Wellbeing Pivotal Questions

State your beliefs on specific, operationalized questions about WELLBY reliability and DALY–WELLBY interconvertibility.

These are some of the key operationalized questions from our Wellbeing Pivotal Questions project. We want to elicit expert and stakeholder beliefs—before, during, and after reviewing the evidence—to see how views evolve and where consensus exists or doesn't. (All questions are optional.)

📋 Full question specifications: For more detail, context, and the complete set of operationalized questions, see the canonical Wellbeing PQ formulations on Coda →

You don't need to be a specialist to contribute. We want your honest assessment and reasoning, whether you feel highly confident or very uncertain. Your input helps us understand the range of views in the field.

Three of these questions will also appear on our Metaculus forecasting page (coming soon). If you forecast on Metaculus, please share your username below so we can link your contributions.

How to respond

Shared Definitions

Suppose Founders Pledge is considering whether to donate $100,000, either:
  • to StrongMinds (to treat depression in women in low-income settings through group interpersonal psychotherapy)
  • or to extend a seasonal malaria chemoprevention campaign.
Suppose they have substantial evidence on the impact of each intervention coming from RCTs combined with typical self-reported wellbeing surveys as well as objective income and health measures and outcomes. They also have the opportunity to fund the collection of more data in future studies.

They want to allocate the funds to the intervention that leads to greater "social wellbeing or welfare" in expectation.

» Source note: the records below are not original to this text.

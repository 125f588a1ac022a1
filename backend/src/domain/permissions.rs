//! Permission resolver.
//!
//! Every role and assignment check in the crate goes through this module.
//! The workflow consults [`authorize`] before applying a transition, and the
//! dashboard consults [`filtered_requests`]; button visibility in a UI is a
//! consequence of [`crate::domain::workflow::available_actions`], which is
//! built on the same predicates.
//!
//! Visibility and action rights differ for transport administrators. They
//! only see the transport queue (`Pending Admin Transport`, `Transport
//! Arranged`, `External Transport Required`), yet dispatch from `Approved`
//! and completion from `In Progress` are also theirs. Transport tooling
//! addresses those requests by id; [`authorize`] never consults
//! [`can_view_request`].

use serde_json::json;

use super::Error;
use super::ports::RequestListFilter;
use super::relocation::{RelocationRequest, RequestStatus};
use super::user::{Permission, Role, User};
use super::workflow::WorkflowActionKind;

/// Custodians, or anyone holding the `create_request` grant.
///
/// # Examples
/// ```
/// use moveitright::domain::permissions::can_create_request;
/// use moveitright::domain::{Permission, Role, User, UserId};
///
/// let hod = User::new(UserId::new("5").expect("id"), "Michael Brown", Role::Hod);
/// assert!(!can_create_request(&hod));
/// assert!(can_create_request(&hod.with_permission(Permission::CreateRequest)));
/// ```
pub fn can_create_request(user: &User) -> bool {
    user.role == Role::Custodian || user.has_permission(Permission::CreateRequest)
}

/// First-line approvers.
pub fn can_approve_requests(user: &User) -> bool {
    user.role == Role::Hod
}

/// Final approvers.
pub fn can_final_approve_requests(user: &User) -> bool {
    user.role == Role::AssetManager
}

/// Transport administrators.
pub fn can_assign_transport(user: &User) -> bool {
    user.role == Role::TransportAdmin
}

/// System administrators.
pub fn can_manage_system(user: &User) -> bool {
    user.role == Role::SystemAdmin
}

fn is_requester(request: &RelocationRequest, user: &User) -> bool {
    request.requested_by_user_id() == &user.id
}

fn is_assigned_hod(request: &RelocationRequest, user: &User) -> bool {
    can_approve_requests(user) && request.assigned_hod().id == user.id
}

fn is_assigned_manager(request: &RelocationRequest, user: &User) -> bool {
    can_final_approve_requests(user) && request.assigned_manager().id == user.id
}

/// Whether `user` may see `request` at all.
///
/// Narrower than [`can_perform`] for transport administrators; see the
/// module docs.
pub fn can_view_request(request: &RelocationRequest, user: &User) -> bool {
    can_manage_system(user)
        || is_requester(request, user)
        || (can_assign_transport(user) && request.status().in_transport_queue())
        || is_assigned_hod(request, user)
        || is_assigned_manager(request, user)
}

/// The coarse storage-level filter for a user's dashboard.
///
/// Asset manager scope (locations and categories) is applied afterwards by
/// [`filtered_requests`].
pub fn list_filter_for(user: &User) -> RequestListFilter {
    match user.role {
        Role::SystemAdmin => RequestListFilter::all(),
        Role::Custodian => RequestListFilter::all().requested_by(user.id.clone()),
        Role::TransportAdmin => {
            RequestListFilter::all().with_statuses(RequestStatus::TRANSPORT_QUEUE)
        }
        Role::Hod => RequestListFilter::all()
            .assigned_hod(user.id.clone())
            .with_statuses([RequestStatus::PendingHodApproval, RequestStatus::HodApproved]),
        Role::AssetManager => RequestListFilter::all().with_statuses([
            RequestStatus::PendingManagerApproval,
            RequestStatus::ManagerApproved,
        ]),
    }
}

fn within_manager_scope(request: &RelocationRequest, user: &User) -> bool {
    let location_ok = user.covers_location(request.from_location().id)
        || user.covers_location(request.to_location().id);
    location_ok && user.covers_category(request.asset().asset_category.id)
}

/// Whether `request` belongs to the role projection of `user`.
pub fn in_role_projection(request: &RelocationRequest, user: &User) -> bool {
    if !list_filter_for(user).matches(request) {
        return false;
    }
    match user.role {
        Role::AssetManager => within_manager_scope(request, user),
        Role::SystemAdmin | Role::Custodian | Role::TransportAdmin | Role::Hod => true,
    }
}

/// The role-specific subset of `requests` that `user` works with.
pub fn filtered_requests<'a, I>(requests: I, user: &User) -> Vec<&'a RelocationRequest>
where
    I: IntoIterator<Item = &'a RelocationRequest>,
{
    requests
        .into_iter()
        .filter(|request| in_role_projection(request, user))
        .collect()
}

/// Whether `user` holds the role and assignment `kind` requires on
/// `request`. Says nothing about whether the status allows it.
pub fn can_perform(kind: WorkflowActionKind, request: &RelocationRequest, user: &User) -> bool {
    match kind {
        WorkflowActionKind::Submit => false,
        WorkflowActionKind::ApproveAsHod | WorkflowActionKind::DenyAsHod => {
            is_assigned_hod(request, user)
        }
        WorkflowActionKind::ApproveAsManager | WorkflowActionKind::DenyAsManager => {
            is_assigned_manager(request, user)
        }
        WorkflowActionKind::AssignInternalTransport
        | WorkflowActionKind::MarkTransportUnavailable
        | WorkflowActionKind::Dispatch => can_assign_transport(user),
        WorkflowActionKind::RecordExternalTransport => is_requester(request, user),
        WorkflowActionKind::Resubmit => {
            user.role == Role::Custodian && is_requester(request, user)
        }
        WorkflowActionKind::Complete => {
            can_assign_transport(user) || is_requester(request, user)
        }
    }
}

fn denial_message(kind: WorkflowActionKind) -> &'static str {
    match kind {
        WorkflowActionKind::Submit => "You do not have permission to create requests.",
        WorkflowActionKind::ApproveAsHod | WorkflowActionKind::DenyAsHod => {
            "Only the assigned HOD can act on this request."
        }
        WorkflowActionKind::ApproveAsManager | WorkflowActionKind::DenyAsManager => {
            "Only the assigned Asset Manager can act on this request."
        }
        WorkflowActionKind::AssignInternalTransport
        | WorkflowActionKind::MarkTransportUnavailable
        | WorkflowActionKind::Dispatch => "Only a Transport Admin can arrange transport.",
        WorkflowActionKind::RecordExternalTransport | WorkflowActionKind::Resubmit => {
            "Only the original requester can do this."
        }
        WorkflowActionKind::Complete => {
            "Only a Transport Admin or the original requester can complete this request."
        }
    }
}

/// Reject `user` unless [`can_perform`] allows `kind` on `request`.
///
/// # Errors
/// Returns a `forbidden` error naming the action and request.
pub fn authorize(
    kind: WorkflowActionKind,
    request: &RelocationRequest,
    user: &User,
) -> Result<(), Error> {
    if can_perform(kind, request, user) {
        return Ok(());
    }
    Err(Error::forbidden(denial_message(kind)).with_details(json!({
        "action": kind.as_str(),
        "requestId": request.request_number().as_str(),
        "role": user.role.as_str(),
    })))
}

/// Reject `user` unless they may raise requests.
///
/// # Errors
/// Returns a `forbidden` error.
pub fn authorize_create(user: &User) -> Result<(), Error> {
    if can_create_request(user) {
        return Ok(());
    }
    Err(
        Error::forbidden(denial_message(WorkflowActionKind::Submit)).with_details(json!({
            "action": WorkflowActionKind::Submit.as_str(),
            "role": user.role.as_str(),
        })),
    )
}

/// Reject `user` unless [`can_view_request`] allows it.
///
/// # Errors
/// Returns a `forbidden` error.
pub fn authorize_view(request: &RelocationRequest, user: &User) -> Result<(), Error> {
    if can_view_request(request, user) {
        return Ok(());
    }
    Err(Error::forbidden("You do not have permission to view this request.")
        .with_details(json!({ "requestId": request.request_number().as_str() })))
}

#[cfg(test)]
#[path = "permissions_tests.rs"]
mod tests;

For the current context, we define a WELLBY (Wellbeing-Year) as one point of self-reported life satisfaction measured on a 0-to-10 Likert scale for one individual for one year (following Frijters et al., 2020; Frijters and Krekel, 2021).

We follow the definition from Frijters et al., 2024, based on a life satisfaction scale (acknowledging that WELLBY has been defined differently in other contexts).

"Best" = leads to the decisions that yield the highest "true welfare" on average, in the particular relevant domain (e.g., in comparing mental health interventions in Africa), perhaps taking into account the cost of doing the measurements.

More precisely: the "best" measures and aggregations would be those that, if we collected and made decisions based on them, would yield policy and funding choices with the highest overall wellbeing or welfare in expectation. Consider reliability, practicality, cost, comparability, and other real-world considerations.

The "best" mappings would be those that, if used to make conversions between WELLBYs, DALYs, etc., would be likely to lead to the better/best decisions in most relevant situations.

PQ1a · WELLBY Usefulness · WELL_01/07

How reliable is the WELLBY measure [...] relative to other available measures in the 'wellbeing space'? How much insight is lost by using WELLBY and when will it steer us wrong?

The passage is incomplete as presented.